-- INFORMATION GIVEN --
Segment Open

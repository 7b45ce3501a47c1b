use crate::layout::StreamKind;
use crate::probe::ProbeInfo;

use clap::ValueEnum;
use indicatif::{HumanCount, MultiProgress, ProgressBar, ProgressStyle};
use std::collections::BTreeMap;
use std::fmt;
use std::io::IsTerminal;
use std::path::PathBuf;
use std::sync::atomic::{AtomicBool, Ordering};
use std::sync::{Arc, Mutex, MutexGuard};
use std::thread::{self, JoinHandle};
use std::time::{Duration, Instant};

const KEPT_WARNINGS: usize = 32;
const TICK: Duration = Duration::from_millis(250);

#[derive(Debug, Clone, Copy, PartialEq, Eq, ValueEnum)]
#[value(rename_all = "lower")]
pub enum ProgressMode {
    Auto,
    Rich,
    Plain,
    Quiet,
}

impl ProgressMode {
    /// Turns `Auto` into `Rich` on a terminal and `Plain` otherwise.
    fn settle(self, stderr_is_tty: bool) -> ProgressMode {
        match self {
            ProgressMode::Auto if stderr_is_tty => ProgressMode::Rich,
            ProgressMode::Auto => ProgressMode::Plain,
            other => other,
        }
    }
}

#[derive(Debug, Clone, Copy)]
pub struct ProgressConfig {
    pub mode: ProgressMode,
    /// A running ffmpeg with no new frame for this long is reported.
    pub stall_after: Duration,
    pub plain_every: Duration,
    stderr_is_tty: Option<bool>,
}

impl Default for ProgressConfig {
    fn default() -> Self {
        Self {
            mode: ProgressMode::Auto,
            stall_after: Duration::from_secs(30),
            plain_every: Duration::from_secs(2),
            stderr_is_tty: None,
        }
    }
}

impl ProgressConfig {
    pub fn new(mode: ProgressMode) -> Self {
        Self {
            mode,
            ..Self::default()
        }
    }

    #[cfg(test)]
    fn with_tty(mut self, is_tty: bool) -> Self {
        self.stderr_is_tty = Some(is_tty);
        self
    }

    fn effective_mode(&self) -> ProgressMode {
        let tty = self
            .stderr_is_tty
            .unwrap_or_else(|| std::io::stderr().is_terminal());
        self.mode.settle(tty)
    }
}
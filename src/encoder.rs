use crate::ffmpeg::{self, EncodeOptions, FfmpegJob};
use crate::layout::{MapLayout, StreamKind};
use crate::progress::{ClipSummary, ProgressHandle, Task};

use anyhow::{anyhow, Result};
use std::path::{Path, PathBuf};

/// One frame sequence to be turned into one clip.
#[derive(Debug, Clone)]
pub struct ClipJob {
    pub kind: StreamKind,
    pub pattern: PathBuf,
    pub start_number: u64,
    pub job: FfmpegJob,
}

pub fn clip_job(
    layout: &MapLayout,
    kind: StreamKind,
    start_number: u64,
    fps: u32,
    ffmpeg: &Path,
    options: &EncodeOptions,
) -> ClipJob {
    let pattern = layout.frame_pattern(kind);
    let mut job = FfmpegJob::new(Task::Clip(kind), ffmpeg, &layout.clip_path(kind));
    job.arg("-framerate")
        .arg(fps.to_string())
        .arg("-start_number")
        .arg(start_number.to_string())
        .arg("-i")
        .arg(&pattern)
        .finish(options);
    ClipJob {
        kind,
        pattern,
        start_number,
        job,
    }
}

/// Encodes every clip, either one after another or all at once.
///
/// In parallel mode every encode is joined even when one fails; the error
/// reported is the first one in job order.
pub fn encode_clips(
    jobs: Vec<ClipJob>,
    parallel: bool,
    progress: &ProgressHandle,
) -> Result<Vec<ClipSummary>> {
    if !parallel {
        let mut out = Vec::with_capacity(jobs.len());
        for cj in &jobs {
            out.push(encode_one(cj, progress)?);
        }
        return Ok(out);
    }

    let mut handles = vec![];
    for cj in jobs {
        let progress = progress.clone();
        handles.push((
            cj.kind,
            std::thread::spawn(move || encode_one(&cj, &progress)),
        ));
    }

    let mut results = Vec::with_capacity(handles.len());
    for (kind, h) in handles {
        let res = h
            .join()
            .map_err(|_| anyhow!("encoder thread for {} panicked", kind))
            .and_then(|r| r);
        results.push(res);
    }
    results.into_iter().collect()
}

fn encode_one(cj: &ClipJob, progress: &ProgressHandle) -> Result<ClipSummary> {
    progress.log(format!(
        "encoding {} frames from {} (start={})",
        cj.kind,
        cj.pattern.display(),
        cj.start_number
    ));

    let outcome = ffmpeg::run_job(&cj.job, progress)?;
    Ok(ClipSummary {
        kind: cj.kind,
        output: outcome.output,
        start_number: cj.start_number,
        frames: outcome.frames,
        elapsed: outcome.elapsed,
        probe: None,
    })
}
use crate::compositor;
use crate::encoder::{self, ClipJob};
use crate::ffmpeg::{EncodeOptions, FfmpegJob, Tools};
use crate::layout::{MapLayout, StreamKind};
use crate::probe;
use crate::progress::{PipelineSummary, ProgressConfig, ProgressReporter, Task};
use crate::scan::{self, DatasetScan, StreamScan};

use anyhow::{Context, Result};
use std::path::PathBuf;

pub const DEFAULT_FPS: u32 = 24;

#[derive(Debug, Clone)]
pub struct PipelineConfig {
    pub dataset_root: PathBuf,
    pub map: String,
    pub output_dir: PathBuf,
    pub fps: u32,
    /// Overrides the first frame index found by the scan, for every stream.
    pub start_number: Option<u64>,
    pub parallel: bool,
    pub encode: EncodeOptions,
    pub tools: Tools,
    pub probe: bool,
    pub progress: ProgressConfig,
}

impl PipelineConfig {
    pub fn new(dataset_root: impl Into<PathBuf>, map: impl Into<String>) -> Self {
        Self {
            dataset_root: dataset_root.into(),
            map: map.into(),
            output_dir: PathBuf::from("."),
            fps: DEFAULT_FPS,
            start_number: None,
            parallel: false,
            encode: EncodeOptions::default(),
            tools: Tools::default(),
            probe: false,
            progress: ProgressConfig::default(),
        }
    }

    pub fn layout(&self) -> MapLayout {
        MapLayout::new(&self.dataset_root, &self.map, &self.output_dir)
    }
}

/// Everything the run would execute, computed before any subprocess starts.
#[derive(Debug, Clone)]
pub struct PipelinePlan {
    pub layout: MapLayout,
    pub scan: DatasetScan,
    pub clips: Vec<ClipJob>,
    pub composite: FfmpegJob,
}

impl PipelinePlan {
    pub fn command_lines(&self) -> Vec<String> {
        self.clips
            .iter()
            .map(|c| c.job.command_line())
            .chain(std::iter::once(self.composite.command_line()))
            .collect()
    }

    /// Frames each ffmpeg run should reach, judged from the scan.
    pub fn task_frames(&self) -> Vec<(Task, u64)> {
        self.clips
            .iter()
            .map(|c| {
                let frames = self
                    .scan
                    .stream(c.kind)
                    .map_or(0, StreamScan::contiguous_frames);
                (Task::Clip(c.kind), frames)
            })
            .chain(std::iter::once((
                Task::Composite,
                self.scan.expected_composite_frames(),
            )))
            .collect()
    }
}

pub fn plan(cfg: &PipelineConfig) -> Result<PipelinePlan> {
    let layout = cfg.layout();
    let scan = scan::scan_dataset(&layout)
        .with_context(|| format!("scan frames under {}", layout.map_dir().display()))?;

    let mut encode = cfg.encode.clone();
    if cfg.parallel && encode.threads.is_none() {
        encode.threads = Some((num_cpus::get() / StreamKind::ALL.len()).max(1));
    }

    let clips = StreamKind::ALL
        .iter()
        .map(|&kind| {
            let start = cfg.start_number.unwrap_or_else(|| {
                scan.stream(kind).map(|s| s.start_number()).unwrap_or(0)
            });
            encoder::clip_job(&layout, kind, start, cfg.fps, &cfg.tools.ffmpeg, &encode)
        })
        .collect::<Vec<_>>();

    let clip_paths = clips.iter().map(|c| c.job.output.clone()).collect::<Vec<_>>();
    let composite = compositor::composite_job(
        &clip_paths,
        &layout.composite_path(),
        &cfg.tools.ffmpeg,
        &cfg.encode,
    )?;

    Ok(PipelinePlan {
        layout,
        scan,
        clips,
        composite,
    })
}

/// Scan, encode the three clips, stack them, and optionally probe the results.
pub fn run(cfg: &PipelineConfig) -> Result<PipelineSummary> {
    let plan = plan(cfg)?;

    std::fs::create_dir_all(&cfg.output_dir)
        .with_context(|| format!("create output dir {}", cfg.output_dir.display()))?;

    let reporter = ProgressReporter::new("stack", &plan.task_frames(), cfg.progress);
    let progress = reporter.handle();

    if let Some(params) = &plan.scan.parameters {
        progress.log(format!(
            "capture parameters: experiment={} camera={} fov={} imgs_per_map={}",
            params.experiment_name.as_deref().unwrap_or("-"),
            params
                .camera_res
                .map(|[w, h]| format!("{}x{}", w, h))
                .unwrap_or_else(|| "-".to_string()),
            params
                .camera_fov
                .map(|f| format!("{}", f))
                .unwrap_or_else(|| "-".to_string()),
            params
                .imgs_per_map
                .map(|n| n.to_string())
                .unwrap_or_else(|| "-".to_string())
        ));
    }
    for s in &plan.scan.streams {
        if let (Some(first), Some(last)) = (s.first_index, s.last_index) {
            progress.log(format!(
                "{} frames: {:06}..={:06} ({} on disk)",
                s.kind, first, last, s.frame_count
            ));
        }
    }
    for warning in &plan.scan.warnings {
        progress.warn(warning.clone());
    }

    progress.set_stage(if cfg.parallel {
        "phase 1/2: encode clips (parallel)"
    } else {
        "phase 1/2: encode clips"
    });
    let mut clips = encoder::encode_clips(plan.clips.clone(), cfg.parallel, &progress)?;

    progress.set_stage("phase 2/2: composite");
    let mut composite = compositor::run_composite(&plan.composite, &progress)?;

    if cfg.probe {
        progress.set_stage("probe outputs");
        for clip in &mut clips {
            clip.probe = Some(probe::probe_video(&cfg.tools.ffprobe, &clip.output)?);
        }
        composite.probe = Some(probe::probe_video(&cfg.tools.ffprobe, &composite.output)?);
    }

    let outcome = reporter.finish(format!("{} complete", plan.layout.composite_path().display()));

    Ok(PipelineSummary {
        map: cfg.map.clone(),
        output_dir: cfg.output_dir.clone(),
        fps: cfg.fps,
        parallel: cfg.parallel,
        clips,
        composite,
        frames: outcome.frames,
        expected_frames: outcome.expected_frames,
        elapsed: outcome.elapsed,
        avg_frames_per_sec: outcome.avg_frames_per_sec,
        warning_count: outcome.warning_count,
        warnings: outcome.warnings,
    })
}
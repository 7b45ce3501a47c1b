mod compositor;
mod encoder;
mod ffmpeg;
mod layout;
mod manifest;
mod pipeline;
mod probe;
mod progress;
mod scan;

use anyhow::{Context, Result};
use clap::error::ErrorKind;
use clap::Parser;
use ffmpeg::{EncodeOptions, Tools, ToolFailure};
use pipeline::{PipelineConfig, DEFAULT_FPS};
use progress::{format_duration, format_rate, PipelineSummary, ProgressConfig, ProgressMode};
use std::path::PathBuf;
use std::process::ExitCode;

#[derive(Parser)]
#[command(
    name = "framestack",
    version,
    about = "Encode a map's annotation, camera and depth frames into clips and stack them into one video"
)]
struct Cli {
    /// Dataset root holding images/<map>/{annotation,camera,depth}/
    dataset: PathBuf,

    /// Map name: the subdirectory under images/ and the frame filename prefix
    map: String,

    /// Frame rate of the produced clips.
    #[arg(long, default_value_t = DEFAULT_FPS, value_parser = clap::value_parser!(u32).range(1..))]
    fps: u32,

    /// Directory the clips and the composite are written to.
    #[arg(long, default_value = ".")]
    output_dir: PathBuf,

    /// First frame index for every stream. Default: lowest index found on disk.
    #[arg(long)]
    start_number: Option<u64>,

    /// Encode the three streams concurrently.
    #[arg(long, default_value_t = false)]
    parallel: bool,

    /// libx264 constant rate factor (0-51). Default: encoder default.
    #[arg(long, value_parser = clap::value_parser!(u8).range(0..=51))]
    crf: Option<u8>,

    /// Output pixel format.
    #[arg(long, default_value = "yuv420p")]
    pix_fmt: String,

    /// ffmpeg executable.
    #[arg(long, env = "FRAMESTACK_FFMPEG", default_value = "ffmpeg")]
    ffmpeg: PathBuf,

    /// ffprobe executable (only used with --probe).
    #[arg(long, env = "FRAMESTACK_FFPROBE", default_value = "ffprobe")]
    ffprobe: PathBuf,

    /// Probe every produced file and report frame count, size and duration.
    #[arg(long, default_value_t = false)]
    probe: bool,

    /// Print the ffmpeg commands instead of running them.
    #[arg(long, default_value_t = false)]
    dry_run: bool,

    /// Progress display mode: auto (TTY-aware), rich, plain, quiet.
    #[arg(long, value_enum, default_value_t = ProgressMode::Auto)]
    progress: ProgressMode,
}

impl Cli {
    fn into_config(self) -> PipelineConfig {
        let mut cfg = PipelineConfig::new(self.dataset, self.map);
        cfg.output_dir = self.output_dir;
        cfg.fps = self.fps;
        cfg.start_number = self.start_number;
        cfg.parallel = self.parallel;
        cfg.encode = EncodeOptions {
            pix_fmt: self.pix_fmt,
            crf: self.crf,
            threads: None,
        };
        cfg.tools = Tools {
            ffmpeg: self.ffmpeg,
            ffprobe: self.ffprobe,
        };
        cfg.probe = self.probe;
        cfg.progress = ProgressConfig::new(self.progress);
        cfg
    }
}

fn main() -> ExitCode {
    let cli = match Cli::try_parse() {
        Ok(cli) => cli,
        Err(err) => {
            if err.print().is_err() {
                eprintln!("{}", err);
            }
            return match err.kind() {
                ErrorKind::DisplayHelp | ErrorKind::DisplayVersion => ExitCode::SUCCESS,
                _ => ExitCode::from(1),
            };
        }
    };

    match run(cli) {
        Ok(()) => ExitCode::SUCCESS,
        Err(err) => {
            eprintln!("Error: {:?}", err);
            ExitCode::from(exit_code_for(&err))
        }
    }
}

fn run(cli: Cli) -> Result<()> {
    let dry_run = cli.dry_run;
    let cfg = cli.into_config();

    if dry_run {
        let plan = pipeline::plan(&cfg)?;
        for warning in &plan.scan.warnings {
            eprintln!("[WARN] plan: {}", warning);
        }
        for line in plan.command_lines() {
            println!("{}", line);
        }
        return Ok(());
    }

    ffmpeg::ensure_tool_available(&cfg.tools.ffmpeg).context("ffmpeg not found")?;
    if cfg.probe {
        ffmpeg::ensure_tool_available(&cfg.tools.ffprobe).context("ffprobe not found")?;
    }

    let summary = pipeline::run(&cfg)?;
    print_summary(&summary);
    Ok(())
}

/// Mirrors ffmpeg's own exit code when it is the reason the run stopped.
fn exit_code_for(err: &anyhow::Error) -> u8 {
    err.chain()
        .find_map(|e| e.downcast_ref::<ToolFailure>())
        .and_then(|f| f.code)
        .and_then(|c| u8::try_from(c).ok())
        .filter(|&c| c != 0)
        .unwrap_or(1)
}

fn print_summary(summary: &PipelineSummary) {
    for clip in &summary.clips {
        println!(
            "Clip summary: stream={} output={} start={} frames={} duration={}{}",
            clip.kind,
            clip.output.display(),
            clip.start_number,
            clip.frames,
            format_duration(clip.elapsed),
            clip.probe
                .as_ref()
                .map(|p| format!(" probe=[{}]", p))
                .unwrap_or_default()
        );
    }
    println!(
        "Composite summary: output={} frames={} duration={}{}",
        summary.composite.output.display(),
        summary.composite.frames,
        format_duration(summary.composite.elapsed),
        summary
            .composite
            .probe
            .as_ref()
            .map(|p| format!(" probe=[{}]", p))
            .unwrap_or_default()
    );
    println!("{}", stack_summary_line(summary));
    for warning in &summary.warnings {
        println!("  warning: {}", warning);
    }
}

fn stack_summary_line(summary: &PipelineSummary) -> String {
    format!(
        "Stack summary: map={} output_dir={} fps={} parallel={} frames={}/{} duration={} rate={} warnings={}",
        summary.map,
        summary.output_dir.display(),
        summary.fps,
        summary.parallel,
        summary.frames,
        summary.expected_frames,
        format_duration(summary.elapsed),
        format_rate(summary.avg_frames_per_sec),
        summary.warning_count,
    )
}

#[cfg(test)]
mod tests {
    use super::*;
    use clap::CommandFactory;

    #[test]
    fn cli_definition_is_consistent() {
        Cli::command().debug_assert();
    }

    #[test]
    fn defaults_map_onto_pipeline_config() {
        let cli = Cli::try_parse_from(["framestack", "data", "west_coast"]).expect("parse");
        let cfg = cli.into_config();
        assert_eq!(cfg.fps, 24);
        assert_eq!(cfg.output_dir, PathBuf::from("."));
        assert_eq!(cfg.encode.pix_fmt, "yuv420p");
        assert!(cfg.start_number.is_none());
        assert!(!cfg.parallel);
    }

    #[test]
    fn zero_fps_and_out_of_range_crf_are_rejected() {
        assert!(Cli::try_parse_from(["framestack", "d", "m", "--fps", "0"]).is_err());
        assert!(Cli::try_parse_from(["framestack", "d", "m", "--crf", "52"]).is_err());
        assert!(Cli::try_parse_from(["framestack", "d", "m", "--crf", "51"]).is_ok());
    }

    #[test]
    fn missing_map_is_a_usage_error() {
        let err = Cli::try_parse_from(["framestack", "data"])
            .err()
            .expect("map is required");
        assert_eq!(err.kind(), ErrorKind::MissingRequiredArgument);
    }

    #[test]
    fn exit_code_follows_tool_failure() {
        let failure = ToolFailure {
            label: "composite".to_string(),
            output: PathBuf::from("m.mp4"),
            status: "exit status: 234".to_string(),
            code: Some(234),
            frames: 0,
            stderr_tail: vec![],
        };
        let err = anyhow::Error::new(failure).context("stack clips");
        assert_eq!(exit_code_for(&err), 234);

        let other = anyhow::anyhow!("scan failed");
        assert_eq!(exit_code_for(&other), 1);
    }

    #[test]
    fn stack_summary_reports_frames_against_the_plan() {
        let summary = PipelineSummary {
            map: "italy".to_string(),
            output_dir: PathBuf::from("videos"),
            fps: 24,
            parallel: true,
            clips: vec![],
            composite: progress::CompositeSummary {
                output: PathBuf::from("videos/italy.mp4"),
                frames: 8,
                elapsed: std::time::Duration::from_secs(1),
                probe: None,
            },
            frames: 38,
            expected_frames: 40,
            elapsed: std::time::Duration::from_secs(2),
            avg_frames_per_sec: 19.0,
            warning_count: 40,
            warnings: vec!["camera frames: 1 gap(s)".to_string()],
        };
        assert_eq!(
            stack_summary_line(&summary),
            "Stack summary: map=italy output_dir=videos fps=24 parallel=true frames=38/40 \
             duration=00:02 rate=19.0 frames/s warnings=40"
        );
    }
}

Segment Closed

-- ASSIGNMENT --
Take every line above that includes "once" and list it.

-- REPLY --
/// Encodes every clip, either one after another or all at once.
            .chain(std::iter::once(self.composite.command_line()))
            .chain(std::iter::once((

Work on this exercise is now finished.